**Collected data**
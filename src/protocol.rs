//! Wire protocol for the realtime collaboration channel.
//!
//! Events travel as JSON text frames over the WebSocket, tagged by a
//! kebab-case `type` field with camelCase payload fields. Client events are
//! scoped to the session's joined project; server events are room-scoped
//! fan-out or direct replies.

use crate::journal::{CommentSelection, CommentStatus, ProjectActivity, ProjectComment};
use crate::locks::SectionLock;
use crate::state::room::Participant;
use serde::{Deserialize, Serialize};

/// Events sent by clients.
#[derive(Debug, Clone, Serialize, Deserialize)]
#[serde(tag = "type", rename_all = "kebab-case", rename_all_fields = "camelCase")]
pub enum ClientEvent {
    /// Open a session on a project and section.
    Join {
        project_id: String,
        user_id: String,
        name: String,
        email: Option<String>,
        section_id: String,
        /// Optional seed content if the section cache is cold.
        content: Option<String>,
    },
    /// Switch the active section.
    SectionChange { section_id: String },
    /// Replace a section's working content.
    ContentUpdate {
        section_id: String,
        content: String,
        /// The content this edit was based on, for three-way diffing on
        /// other clients.
        base_content: Option<String>,
        /// Opaque client-computed patch, forwarded verbatim.
        patch: Option<serde_json::Value>,
    },
    /// Ephemeral cursor position.
    Cursor {
        section_id: String,
        position: usize,
        selection_start: Option<usize>,
        selection_end: Option<usize>,
    },
    /// Add a comment (top-level or reply).
    CommentAdd {
        text: String,
        selection: Option<CommentSelection>,
        thread_id: Option<String>,
        parent_id: Option<String>,
        task_id: Option<String>,
    },
    /// Resolve or reopen a comment.
    CommentUpdate {
        comment_id: String,
        status: CommentStatus,
    },
    /// Request an exclusive lock on a section range.
    LockRequest {
        section_id: String,
        start: usize,
        end: usize,
    },
    /// Extend a held lock.
    LockRenew { lock_id: String },
    /// Release a held lock.
    LockRelease { lock_id: String },
    /// Leave the session.
    Leave,
}

/// Events sent by the server.
#[derive(Debug, Clone, Serialize, Deserialize)]
#[serde(tag = "type", rename_all = "kebab-case", rename_all_fields = "camelCase")]
pub enum ServerEvent {
    /// Full state sync sent to a client on join.
    Sync {
        section_id: String,
        content: Option<String>,
        participants: Vec<Participant>,
        comments: Vec<ProjectComment>,
        locks: Vec<SectionLock>,
        activity: Vec<ProjectActivity>,
    },
    /// Updated participant list.
    Participants { participants: Vec<Participant> },
    /// Cached content for a section the client switched to.
    SectionSync {
        section_id: String,
        content: Option<String>,
    },
    /// Another participant's content change.
    ContentUpdate {
        section_id: String,
        content: String,
        base_content: Option<String>,
        patch: Option<serde_json::Value>,
        user_id: String,
        name: String,
    },
    /// Another participant's cursor.
    Cursor {
        section_id: String,
        user_id: String,
        name: String,
        color: String,
        position: usize,
        selection_start: Option<usize>,
        selection_end: Option<usize>,
    },
    /// A comment was added.
    CommentAdded { comment: ProjectComment },
    /// A comment's status changed.
    CommentUpdated { comment: ProjectComment },
    /// Updated lock list for the project.
    Locks { locks: Vec<SectionLock> },
    /// A new activity journal entry.
    Activity { entry: ProjectActivity },
    /// The requester's lock was granted.
    LockGranted { lock: SectionLock },
    /// The requester's lock was denied by an overlapping lock.
    LockRejected {
        section_id: String,
        start: usize,
        end: usize,
        holder_name: String,
        lock: SectionLock,
    },
    /// An error reply to the offending client.
    Error { code: String, message: String },
}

**Exercise directions**
Exactly as given, please retype all the entries.

**Finished task**
filename src/protocol.rs
//! Wire protocol for the realtime collaboration channel.
//!
//! Events travel as JSON text frames over the WebSocket, tagged by a
//! kebab-case `type` field with camelCase payload fields. Client events are
//! scoped to the session's joined project; server events are room-scoped
//! fan-out or direct replies.

use crate::journal::{CommentSelection, CommentStatus, ProjectActivity, ProjectComment};
use crate::locks::SectionLock;
use crate::state::room::Participant;
use serde::{Deserialize, Serialize};

/// Events sent by clients.
#[derive(Debug, Clone, Serialize, Deserialize)]
#[serde(tag = "type", rename_all = "kebab-case", rename_all_fields = "camelCase")]
pub enum ClientEvent {
    /// Open a session on a project and section.
    Join {
        project_id: String,
        user_id: String,
        name: String,
        email: Option<String>,
        section_id: String,
        /// Optional seed content if the section cache is cold.
        content: Option<String>,
    },
    /// Switch the active section.
    SectionChange { section_id: String },
    /// Replace a section's working content.
    ContentUpdate {
        section_id: String,
        content: String,
        /// The content this edit was based on, for three-way diffing on
        /// other clients.
        base_content: Option<String>,
        /// Opaque client-computed patch, forwarded verbatim.
        patch: Option<serde_json::Value>,
    },
    /// Ephemeral cursor position.
    Cursor {
        section_id: String,
        position: usize,
        selection_start: Option<usize>,
        selection_end: Option<usize>,
    },
    /// Add a comment (top-level or reply).
    CommentAdd {
        text: String,
        selection: Option<CommentSelection>,
        thread_id: Option<String>,
        parent_id: Option<String>,
        task_id: Option<String>,
    },
    /// Resolve or reopen a comment.
    CommentUpdate {
        comment_id: String,
        status: CommentStatus,
    },
    /// Request an exclusive lock on a section range.
    LockRequest {
        section_id: String,
        start: usize,
        end: usize,
    },
    /// Extend a held lock.
    LockRenew { lock_id: String },
    /// Release a held lock.
    LockRelease { lock_id: String },
    /// Leave the session.
    Leave,
}

/// Events sent by the server.
#[derive(Debug, Clone, Serialize, Deserialize)]
#[serde(tag = "type", rename_all = "kebab-case", rename_all_fields = "camelCase")]
pub enum ServerEvent {
    /// Full state sync sent to a client on join.
    Sync {
        section_id: String,
        content: Option<String>,
        participants: Vec<Participant>,
        comments: Vec<ProjectComment>,
        locks: Vec<SectionLock>,
        activity: Vec<ProjectActivity>,
    },
    /// Updated participant list.
    Participants { participants: Vec<Participant> },
    /// Cached content for a section the client switched to.
    SectionSync {
        section_id: String,
        content: Option<String>,
    },
    /// Another participant's content change.
    ContentUpdate {
        section_id: String,
        content: String,
        base_content: Option<String>,
        patch: Option<serde_json::Value>,
        user_id: String,
        name: String,
    },
    /// Another participant's cursor.
    Cursor {
        section_id: String,
        user_id: String,
        name: String,
        color: String,
        position: usize,
        selection_start: Option<usize>,
        selection_end: Option<usize>,
    },
    /// A comment was added.
    CommentAdded { comment: ProjectComment },
    /// A comment's status changed.
    CommentUpdated { comment: ProjectComment },
    /// Updated lock list for the project.
    Locks { locks: Vec<SectionLock> },
    /// A new activity journal entry.
    Activity { entry: ProjectActivity },
    /// The requester's lock was granted.
    LockGranted { lock: SectionLock },
    /// The requester's lock was denied by an overlapping lock.
    LockRejected {
        section_id: String,
        start: usize,
        end: usize,
        holder_name: String,
        lock: SectionLock,
    },
    /// An error reply to the offending client.
    Error { code: String, message: String },
}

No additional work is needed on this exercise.